== ABOUT THIS EXERCISE ==
Transcribe exactly the lines that fall between the one holding "use crate::tokenizer::tokenize;" and the one holding "let advisories = validate(&tokens)?;", inclusive, from the entries below.

== EXTRACTED RECORDS ==
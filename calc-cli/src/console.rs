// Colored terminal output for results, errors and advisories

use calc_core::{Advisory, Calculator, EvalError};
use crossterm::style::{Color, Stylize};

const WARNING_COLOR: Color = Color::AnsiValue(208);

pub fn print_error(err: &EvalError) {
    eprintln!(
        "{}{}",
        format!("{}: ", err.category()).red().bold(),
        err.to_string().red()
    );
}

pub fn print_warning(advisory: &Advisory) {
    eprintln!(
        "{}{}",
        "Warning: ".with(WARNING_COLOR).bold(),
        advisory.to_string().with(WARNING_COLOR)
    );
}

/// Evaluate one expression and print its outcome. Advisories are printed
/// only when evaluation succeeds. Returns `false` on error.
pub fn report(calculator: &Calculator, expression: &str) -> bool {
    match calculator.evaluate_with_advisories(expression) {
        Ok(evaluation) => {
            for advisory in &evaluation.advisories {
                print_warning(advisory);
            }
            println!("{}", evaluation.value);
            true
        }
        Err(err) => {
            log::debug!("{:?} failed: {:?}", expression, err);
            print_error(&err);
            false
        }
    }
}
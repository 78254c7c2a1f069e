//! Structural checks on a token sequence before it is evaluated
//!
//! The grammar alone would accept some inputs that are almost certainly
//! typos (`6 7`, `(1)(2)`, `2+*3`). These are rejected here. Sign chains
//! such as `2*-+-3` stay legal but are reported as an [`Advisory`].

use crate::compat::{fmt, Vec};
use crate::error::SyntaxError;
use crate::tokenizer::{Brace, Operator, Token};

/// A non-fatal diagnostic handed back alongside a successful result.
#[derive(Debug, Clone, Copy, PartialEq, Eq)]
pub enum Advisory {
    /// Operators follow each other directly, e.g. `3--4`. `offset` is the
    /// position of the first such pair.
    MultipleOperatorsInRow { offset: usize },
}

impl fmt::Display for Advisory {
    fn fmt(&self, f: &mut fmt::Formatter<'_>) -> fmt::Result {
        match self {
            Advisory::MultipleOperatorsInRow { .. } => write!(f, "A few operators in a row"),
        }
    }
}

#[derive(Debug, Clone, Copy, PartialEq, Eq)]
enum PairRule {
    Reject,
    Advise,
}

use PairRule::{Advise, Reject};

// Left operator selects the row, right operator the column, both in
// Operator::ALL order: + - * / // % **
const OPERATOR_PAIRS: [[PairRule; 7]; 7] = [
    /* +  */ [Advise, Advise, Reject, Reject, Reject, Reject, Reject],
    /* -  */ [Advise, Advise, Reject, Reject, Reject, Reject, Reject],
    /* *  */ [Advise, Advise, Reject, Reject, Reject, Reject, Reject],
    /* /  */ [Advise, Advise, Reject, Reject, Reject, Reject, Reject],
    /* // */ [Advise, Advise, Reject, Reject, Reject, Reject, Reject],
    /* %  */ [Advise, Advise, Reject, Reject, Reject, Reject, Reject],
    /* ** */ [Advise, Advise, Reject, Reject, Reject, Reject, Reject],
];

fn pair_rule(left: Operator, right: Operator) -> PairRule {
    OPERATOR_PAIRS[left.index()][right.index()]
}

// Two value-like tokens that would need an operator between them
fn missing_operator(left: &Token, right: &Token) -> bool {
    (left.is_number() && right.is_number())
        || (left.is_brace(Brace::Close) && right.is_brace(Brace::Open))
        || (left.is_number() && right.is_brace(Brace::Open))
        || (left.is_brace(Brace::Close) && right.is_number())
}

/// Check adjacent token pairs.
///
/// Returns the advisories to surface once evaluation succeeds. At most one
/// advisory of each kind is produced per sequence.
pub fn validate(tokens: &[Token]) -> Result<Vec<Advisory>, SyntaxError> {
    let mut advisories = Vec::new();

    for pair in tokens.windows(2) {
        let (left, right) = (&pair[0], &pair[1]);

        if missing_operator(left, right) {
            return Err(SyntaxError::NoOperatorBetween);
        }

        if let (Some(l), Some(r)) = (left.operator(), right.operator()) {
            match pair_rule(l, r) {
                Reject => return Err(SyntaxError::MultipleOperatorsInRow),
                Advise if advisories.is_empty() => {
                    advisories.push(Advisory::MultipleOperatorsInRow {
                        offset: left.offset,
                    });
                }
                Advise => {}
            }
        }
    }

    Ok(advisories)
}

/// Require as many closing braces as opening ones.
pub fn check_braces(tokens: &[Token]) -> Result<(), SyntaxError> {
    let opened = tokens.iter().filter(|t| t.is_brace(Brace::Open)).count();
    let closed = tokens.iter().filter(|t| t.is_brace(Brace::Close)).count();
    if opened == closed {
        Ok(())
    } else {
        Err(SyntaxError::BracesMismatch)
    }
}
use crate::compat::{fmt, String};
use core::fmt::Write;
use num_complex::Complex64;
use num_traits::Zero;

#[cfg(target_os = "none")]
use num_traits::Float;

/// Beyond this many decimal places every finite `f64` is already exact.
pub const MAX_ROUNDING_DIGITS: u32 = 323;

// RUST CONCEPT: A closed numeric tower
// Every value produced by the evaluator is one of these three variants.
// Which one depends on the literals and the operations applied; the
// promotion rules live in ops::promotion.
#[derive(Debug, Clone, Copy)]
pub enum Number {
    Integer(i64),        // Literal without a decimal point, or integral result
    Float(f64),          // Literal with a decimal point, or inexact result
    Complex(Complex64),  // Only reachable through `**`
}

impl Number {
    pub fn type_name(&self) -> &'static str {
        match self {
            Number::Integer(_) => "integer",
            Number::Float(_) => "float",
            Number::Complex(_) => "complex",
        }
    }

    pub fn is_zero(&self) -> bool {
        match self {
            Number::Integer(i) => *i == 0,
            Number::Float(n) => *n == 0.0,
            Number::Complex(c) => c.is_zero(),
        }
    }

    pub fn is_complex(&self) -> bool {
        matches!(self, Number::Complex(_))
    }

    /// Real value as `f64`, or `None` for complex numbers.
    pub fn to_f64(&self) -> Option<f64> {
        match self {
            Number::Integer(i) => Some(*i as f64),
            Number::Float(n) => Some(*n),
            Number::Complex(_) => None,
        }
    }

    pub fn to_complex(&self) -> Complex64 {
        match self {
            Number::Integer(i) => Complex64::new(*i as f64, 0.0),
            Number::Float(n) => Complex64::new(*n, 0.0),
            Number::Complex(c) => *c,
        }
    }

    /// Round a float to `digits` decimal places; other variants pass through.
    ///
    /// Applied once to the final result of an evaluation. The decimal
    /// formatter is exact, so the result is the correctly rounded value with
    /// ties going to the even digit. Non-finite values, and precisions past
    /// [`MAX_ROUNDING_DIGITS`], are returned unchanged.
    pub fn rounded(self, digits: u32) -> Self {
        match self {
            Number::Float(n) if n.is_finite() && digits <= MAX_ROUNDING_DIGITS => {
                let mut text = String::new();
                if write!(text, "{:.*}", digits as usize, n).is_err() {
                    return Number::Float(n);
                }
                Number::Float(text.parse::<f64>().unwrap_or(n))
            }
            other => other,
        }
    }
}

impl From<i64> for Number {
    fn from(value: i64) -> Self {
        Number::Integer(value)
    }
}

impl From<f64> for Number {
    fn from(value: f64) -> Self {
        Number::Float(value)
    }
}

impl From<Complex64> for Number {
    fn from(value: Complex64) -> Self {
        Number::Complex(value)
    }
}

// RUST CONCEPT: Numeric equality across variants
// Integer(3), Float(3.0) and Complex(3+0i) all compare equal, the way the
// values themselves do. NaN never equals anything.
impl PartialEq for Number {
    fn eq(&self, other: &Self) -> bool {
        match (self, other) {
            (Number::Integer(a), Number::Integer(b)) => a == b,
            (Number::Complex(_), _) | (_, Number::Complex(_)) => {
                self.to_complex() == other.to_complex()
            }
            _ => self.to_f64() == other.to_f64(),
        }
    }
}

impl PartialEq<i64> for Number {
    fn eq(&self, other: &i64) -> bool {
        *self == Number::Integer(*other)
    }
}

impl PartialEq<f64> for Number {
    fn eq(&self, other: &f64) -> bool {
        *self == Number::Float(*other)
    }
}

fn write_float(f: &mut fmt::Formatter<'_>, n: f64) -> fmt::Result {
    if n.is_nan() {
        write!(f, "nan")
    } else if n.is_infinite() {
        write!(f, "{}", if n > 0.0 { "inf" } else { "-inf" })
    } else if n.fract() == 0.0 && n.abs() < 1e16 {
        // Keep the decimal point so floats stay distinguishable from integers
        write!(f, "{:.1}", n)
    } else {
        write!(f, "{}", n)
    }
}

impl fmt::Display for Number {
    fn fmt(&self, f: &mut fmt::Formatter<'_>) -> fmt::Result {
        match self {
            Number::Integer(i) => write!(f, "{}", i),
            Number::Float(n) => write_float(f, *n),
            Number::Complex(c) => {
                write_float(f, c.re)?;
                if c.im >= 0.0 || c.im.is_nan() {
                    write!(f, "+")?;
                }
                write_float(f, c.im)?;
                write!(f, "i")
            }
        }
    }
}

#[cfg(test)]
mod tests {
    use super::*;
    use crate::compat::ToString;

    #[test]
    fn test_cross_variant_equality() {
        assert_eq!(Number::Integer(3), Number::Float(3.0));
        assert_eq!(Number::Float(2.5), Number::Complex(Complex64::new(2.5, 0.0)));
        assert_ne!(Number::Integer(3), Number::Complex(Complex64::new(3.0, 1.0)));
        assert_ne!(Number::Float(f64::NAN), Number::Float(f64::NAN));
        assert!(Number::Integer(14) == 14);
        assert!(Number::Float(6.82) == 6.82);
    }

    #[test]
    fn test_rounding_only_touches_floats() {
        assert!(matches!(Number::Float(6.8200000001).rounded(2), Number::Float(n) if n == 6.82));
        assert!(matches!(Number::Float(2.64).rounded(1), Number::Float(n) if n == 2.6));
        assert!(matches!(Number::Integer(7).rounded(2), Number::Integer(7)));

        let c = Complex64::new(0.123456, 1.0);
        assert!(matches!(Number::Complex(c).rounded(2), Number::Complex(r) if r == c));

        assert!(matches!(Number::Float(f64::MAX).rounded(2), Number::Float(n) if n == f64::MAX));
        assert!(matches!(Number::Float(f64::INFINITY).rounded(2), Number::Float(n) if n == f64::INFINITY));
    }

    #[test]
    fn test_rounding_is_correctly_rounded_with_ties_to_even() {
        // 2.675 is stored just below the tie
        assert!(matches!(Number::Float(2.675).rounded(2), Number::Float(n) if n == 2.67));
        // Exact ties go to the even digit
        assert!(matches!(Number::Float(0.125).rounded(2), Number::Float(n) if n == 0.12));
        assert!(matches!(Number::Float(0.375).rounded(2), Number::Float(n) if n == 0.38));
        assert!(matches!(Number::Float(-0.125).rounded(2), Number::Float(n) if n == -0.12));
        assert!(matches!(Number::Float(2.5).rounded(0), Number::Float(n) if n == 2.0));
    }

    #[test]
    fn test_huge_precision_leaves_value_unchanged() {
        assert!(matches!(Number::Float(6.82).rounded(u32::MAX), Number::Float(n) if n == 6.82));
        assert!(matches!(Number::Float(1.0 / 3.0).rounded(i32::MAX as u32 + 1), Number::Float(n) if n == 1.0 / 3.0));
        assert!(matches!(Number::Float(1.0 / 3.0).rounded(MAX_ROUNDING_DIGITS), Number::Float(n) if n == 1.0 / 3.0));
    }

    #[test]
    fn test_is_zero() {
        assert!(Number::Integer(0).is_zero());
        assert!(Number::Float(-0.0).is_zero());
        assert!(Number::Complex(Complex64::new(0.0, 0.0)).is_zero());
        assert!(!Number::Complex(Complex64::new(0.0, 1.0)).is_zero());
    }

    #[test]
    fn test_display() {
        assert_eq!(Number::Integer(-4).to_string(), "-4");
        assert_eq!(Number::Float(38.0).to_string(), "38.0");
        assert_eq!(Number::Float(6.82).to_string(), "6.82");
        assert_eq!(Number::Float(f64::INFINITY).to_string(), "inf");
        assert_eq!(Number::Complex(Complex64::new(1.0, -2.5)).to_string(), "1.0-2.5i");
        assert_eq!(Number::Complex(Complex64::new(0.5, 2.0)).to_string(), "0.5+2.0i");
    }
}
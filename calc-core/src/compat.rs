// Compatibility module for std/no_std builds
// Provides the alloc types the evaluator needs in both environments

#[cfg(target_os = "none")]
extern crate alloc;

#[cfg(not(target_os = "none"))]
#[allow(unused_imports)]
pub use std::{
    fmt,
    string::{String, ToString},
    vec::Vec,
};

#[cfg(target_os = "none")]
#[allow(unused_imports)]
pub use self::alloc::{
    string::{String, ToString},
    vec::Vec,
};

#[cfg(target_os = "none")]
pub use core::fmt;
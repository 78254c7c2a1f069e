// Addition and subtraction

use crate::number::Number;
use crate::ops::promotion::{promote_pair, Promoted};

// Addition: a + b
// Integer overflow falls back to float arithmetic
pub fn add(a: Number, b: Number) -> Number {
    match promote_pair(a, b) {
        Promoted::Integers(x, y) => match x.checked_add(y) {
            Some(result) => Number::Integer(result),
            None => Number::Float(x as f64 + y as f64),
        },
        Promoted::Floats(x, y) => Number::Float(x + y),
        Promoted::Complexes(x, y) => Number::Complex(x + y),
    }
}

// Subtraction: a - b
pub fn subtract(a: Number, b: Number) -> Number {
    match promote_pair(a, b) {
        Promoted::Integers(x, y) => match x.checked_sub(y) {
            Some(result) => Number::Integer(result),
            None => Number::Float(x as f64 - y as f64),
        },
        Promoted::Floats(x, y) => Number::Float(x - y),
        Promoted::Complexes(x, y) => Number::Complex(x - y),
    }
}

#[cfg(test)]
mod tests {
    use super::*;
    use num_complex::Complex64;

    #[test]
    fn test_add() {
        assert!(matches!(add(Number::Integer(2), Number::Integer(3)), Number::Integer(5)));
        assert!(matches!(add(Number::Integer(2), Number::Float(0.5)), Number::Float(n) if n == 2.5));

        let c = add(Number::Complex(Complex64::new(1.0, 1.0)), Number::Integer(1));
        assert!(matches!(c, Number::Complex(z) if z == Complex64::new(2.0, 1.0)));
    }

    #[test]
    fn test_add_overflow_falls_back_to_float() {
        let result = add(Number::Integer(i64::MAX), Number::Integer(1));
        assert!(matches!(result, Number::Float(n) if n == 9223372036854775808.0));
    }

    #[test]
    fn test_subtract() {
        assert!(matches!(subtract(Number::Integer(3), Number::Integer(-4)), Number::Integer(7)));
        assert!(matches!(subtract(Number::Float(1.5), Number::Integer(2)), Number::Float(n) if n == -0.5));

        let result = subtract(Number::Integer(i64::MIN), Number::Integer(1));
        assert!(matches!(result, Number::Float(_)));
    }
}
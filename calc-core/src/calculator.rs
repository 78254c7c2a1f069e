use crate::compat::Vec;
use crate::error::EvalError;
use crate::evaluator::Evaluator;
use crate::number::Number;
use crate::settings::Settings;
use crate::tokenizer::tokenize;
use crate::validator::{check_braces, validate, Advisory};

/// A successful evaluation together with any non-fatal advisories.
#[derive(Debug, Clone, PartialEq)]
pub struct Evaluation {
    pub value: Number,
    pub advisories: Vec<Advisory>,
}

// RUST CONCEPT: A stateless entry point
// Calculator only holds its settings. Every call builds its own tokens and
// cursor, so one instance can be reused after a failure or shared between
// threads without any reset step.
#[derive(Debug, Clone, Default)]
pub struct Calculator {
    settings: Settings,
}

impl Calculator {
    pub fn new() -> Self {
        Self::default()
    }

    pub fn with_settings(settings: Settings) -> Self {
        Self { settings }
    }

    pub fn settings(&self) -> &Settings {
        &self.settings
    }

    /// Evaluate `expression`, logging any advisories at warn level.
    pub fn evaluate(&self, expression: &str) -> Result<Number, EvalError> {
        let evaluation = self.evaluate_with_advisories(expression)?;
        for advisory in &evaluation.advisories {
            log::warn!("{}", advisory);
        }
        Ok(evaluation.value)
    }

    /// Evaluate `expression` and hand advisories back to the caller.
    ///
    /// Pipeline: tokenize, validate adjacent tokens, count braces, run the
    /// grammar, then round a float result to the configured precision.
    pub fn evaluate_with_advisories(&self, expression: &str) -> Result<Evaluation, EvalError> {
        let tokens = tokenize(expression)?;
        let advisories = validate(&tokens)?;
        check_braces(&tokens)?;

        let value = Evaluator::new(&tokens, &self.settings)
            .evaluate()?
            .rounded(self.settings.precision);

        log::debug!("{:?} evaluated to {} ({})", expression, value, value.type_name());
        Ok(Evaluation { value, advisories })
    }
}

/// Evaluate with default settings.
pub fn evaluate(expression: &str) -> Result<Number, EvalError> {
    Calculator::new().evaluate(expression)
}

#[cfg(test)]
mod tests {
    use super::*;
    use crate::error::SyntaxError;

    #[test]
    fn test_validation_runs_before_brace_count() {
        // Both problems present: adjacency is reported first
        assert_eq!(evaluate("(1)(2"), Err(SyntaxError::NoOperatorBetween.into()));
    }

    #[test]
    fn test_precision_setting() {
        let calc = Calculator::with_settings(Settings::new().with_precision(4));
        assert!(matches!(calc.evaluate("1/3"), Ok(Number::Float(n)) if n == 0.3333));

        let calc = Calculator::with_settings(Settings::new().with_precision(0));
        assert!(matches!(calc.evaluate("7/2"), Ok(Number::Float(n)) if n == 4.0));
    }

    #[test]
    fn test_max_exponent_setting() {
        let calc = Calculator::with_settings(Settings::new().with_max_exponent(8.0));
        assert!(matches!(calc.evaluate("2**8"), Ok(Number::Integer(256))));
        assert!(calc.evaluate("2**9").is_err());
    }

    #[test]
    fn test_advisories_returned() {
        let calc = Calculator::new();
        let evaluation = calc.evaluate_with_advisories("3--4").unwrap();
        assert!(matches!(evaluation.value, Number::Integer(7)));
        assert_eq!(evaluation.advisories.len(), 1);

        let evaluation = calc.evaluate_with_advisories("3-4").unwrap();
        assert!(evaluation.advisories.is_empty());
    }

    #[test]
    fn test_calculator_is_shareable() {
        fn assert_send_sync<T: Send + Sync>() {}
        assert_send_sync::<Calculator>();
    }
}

== RESPONSE BELOW ==
use crate::tokenizer::tokenize;
use crate::validator::{check_braces, validate, Advisory};

/// A successful evaluation together with any non-fatal advisories.
#[derive(Debug, Clone, PartialEq)]
pub struct Evaluation {
    pub value: Number,
    pub advisories: Vec<Advisory>,
}

// RUST CONCEPT: A stateless entry point
// Calculator only holds its settings. Every call builds its own tokens and
// cursor, so one instance can be reused after a failure or shared between
// threads without any reset step.
#[derive(Debug, Clone, Default)]
pub struct Calculator {
    settings: Settings,
}

impl Calculator {
    pub fn new() -> Self {
        Self::default()
    }

    pub fn with_settings(settings: Settings) -> Self {
        Self { settings }
    }

    pub fn settings(&self) -> &Settings {
        &self.settings
    }

    /// Evaluate `expression`, logging any advisories at warn level.
    pub fn evaluate(&self, expression: &str) -> Result<Number, EvalError> {
        let evaluation = self.evaluate_with_advisories(expression)?;
        for advisory in &evaluation.advisories {
            log::warn!("{}", advisory);
        }
        Ok(evaluation.value)
    }

    /// Evaluate `expression` and hand advisories back to the caller.
    ///
    /// Pipeline: tokenize, validate adjacent tokens, count braces, run the
    /// grammar, then round a float result to the configured precision.
    pub fn evaluate_with_advisories(&self, expression: &str) -> Result<Evaluation, EvalError> {
        let tokens = tokenize(expression)?;
        let advisories = validate(&tokens)?;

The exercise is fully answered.